A wide occurrence of peptide:N-glycanase (PNGase) in mouse organs was demonstrated. PNGase activities were determined using 14C-labeled fetuin glycopeptide I as a substrate by a newly improved enzyme assay based on the paper chromatographic and paper electrophoretic analyses. PNGase activities were detected in both soluble and membranous (or particulate) fractions, although the levels of the activities were different from organ to organ. Soluble PNGases were partially purified from brain, liver, kidney, and spleen by TSK butyl-Toyopearl 650 M hydrophobicity chromatography and characterized for enzymatic properties.
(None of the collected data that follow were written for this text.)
//! State shared by the process-backed encoders.

use std::path::Path;
use std::sync::atomic::{AtomicBool, Ordering};
use std::sync::Arc;
use std::time::Duration;

use parking_lot::Mutex;

use super::process::{EncoderCounters, EncoderProcess};
use super::{BackendContext, EncodeArgs, FramePool, RETENTION_HEADROOM};
use crate::clip::{ClipOutcome, ClipRequest};
use crate::packet::PacketRingBuffer;
use crate::{ClipError, EncoderError, RecordingSettings};

/// Lifecycle flags, counters and the packet ring of one backend instance.
pub(crate) struct ProcessBackendCore {
    pub codec: String,
    pub context: BackendContext,
    pub counters: Arc<EncoderCounters>,
    pub pool: Arc<FramePool>,
    started: AtomicBool,
    running: AtomicBool,
    pending_resize: Mutex<Option<(u32, u32)>>,
    ring: Mutex<Option<Arc<PacketRingBuffer>>>,
    settings: Mutex<Option<RecordingSettings>>,
}

impl ProcessBackendCore {
    pub fn new(codec: impl Into<String>, context: BackendContext) -> Self {
        Self {
            codec: codec.into(),
            context,
            counters: Arc::new(EncoderCounters::default()),
            pool: Arc::new(FramePool::new()),
            started: AtomicBool::new(false),
            running: AtomicBool::new(false),
            pending_resize: Mutex::new(None),
            ring: Mutex::new(None),
            settings: Mutex::new(None),
        }
    }

    /// Claims the one allowed `start`, checks the codec and creates the ring.
    pub async fn begin_start(
        &self,
        settings: &RecordingSettings,
    ) -> Result<Arc<PacketRingBuffer>, EncoderError> {
        if self.started.swap(true, Ordering::SeqCst) {
            return Err(EncoderError::AlreadyStarted);
        }
        self.context.capabilities.ensure_encoder(&self.codec).await?;

        let ring = Arc::new(PacketRingBuffer::new(
            settings.retention() + RETENTION_HEADROOM,
            self.context.max_ring_bytes,
        ));
        *self.ring.lock() = Some(Arc::clone(&ring));
        *self.settings.lock() = Some(settings.clone());
        Ok(ring)
    }

    /// Launches an encoder process for `width`x`height` input.
    pub fn spawn_process(&self, width: u32, height: u32) -> Result<EncoderProcess, EncoderError> {
        let settings = self.settings.lock().clone().ok_or(EncoderError::NotStarted)?;
        let ring = self.ring().ok_or(EncoderError::NotStarted)?;
        let args = EncodeArgs::new(self.codec.clone())
            .with_size(width, height)
            .with_fps(settings.effective_fps())
            .with_bitrate(settings.effective_bitrate())
            .build();
        EncoderProcess::spawn(
            &self.context.ffmpeg_path,
            &args,
            ring,
            Arc::clone(&self.counters),
        )
    }

    pub fn ring(&self) -> Option<Arc<PacketRingBuffer>> {
        self.ring.lock().clone()
    }

    pub fn is_running(&self) -> bool {
        self.running.load(Ordering::Acquire)
    }

    pub fn set_running(&self, running: bool) {
        self.running.store(running, Ordering::Release);
    }

    pub fn request_resize(&self, width: u32, height: u32) {
        *self.pending_resize.lock() = Some((width.max(1), height.max(1)));
    }

    pub fn take_resize(&self) -> Option<(u32, u32)> {
        self.pending_resize.lock().take()
    }

    pub fn record_restart(&self, width: u32, height: u32) {
        self.counters.restarts.fetch_add(1, Ordering::Relaxed);
        tracing::info!(
            codec = %self.codec,
            width,
            height,
            "restarting encoder process for new resolution"
        );
    }

    pub fn record_copy_failure(&self, reason: &dyn std::fmt::Display) {
        let failures = self.counters.gpu_copy_failures.fetch_add(1, Ordering::Relaxed) + 1;
        tracing::debug!(failures, "frame readback skipped: {reason}");
    }

    /// Reason string for a broken input pipe, with the encoder's last words.
    pub fn pipe_failure(&self, error: &std::io::Error) -> EncoderError {
        let detail = match self.counters.last_stderr() {
            Some(line) => format!("{error} ({line})"),
            None => error.to_string(),
        };
        EncoderError::Io(std::io::Error::new(error.kind(), detail))
    }

    /// Snapshots the ring and hands it to the clip writer.
    pub async fn flush_recent(
        &self,
        path: &Path,
        duration: Duration,
    ) -> Result<ClipOutcome, ClipError> {
        let Some(ring) = self.ring() else {
            return Ok(ClipOutcome::Skipped);
        };
        let snapshot = ring.snapshot_last(duration);
        let nominal_fps = self.settings.lock().as_ref().map(|s| s.effective_fps());
        self.context
            .clip_writer
            .write(ClipRequest {
                path,
                snapshot: &snapshot,
                duration,
                nominal_fps,
            })
            .await
    }

    pub fn debug_status(&self) -> String {
        let ring = self.ring().map(|r| r.stats()).unwrap_or_default();
        self.counters
            .status_line(&self.codec, self.is_running(), ring)
    }
}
The soluble enzymes were found to share the following properties: (a) high hydrophobicity; (b) sensitivity to metal cations such as Zn2+, Cu2+, and Fe3+; and (c) requirement of sulfhydryl group(s) for enzyme activity. Notably, soluble PNGases were unable to degrade glycoasparagine substrates and the optimal pH was near 7.0, suggesting that they were not lysosomal enzymes, but perhaps being involved in basic biological processes in certain intracellular nonlysosomal events. All of these enzymatic properties found for mouse organ-derived PNGases were the same as those recently found for L-929 PNGase that was highly purified as a soluble enzyme from mouse fibroblast L-929 cells (Suzuki, T., Seko, A., Kitajima, K., Inoue, Y., and Inoue, S. (1994) J. Biol. Chem. 269, 17611-17618.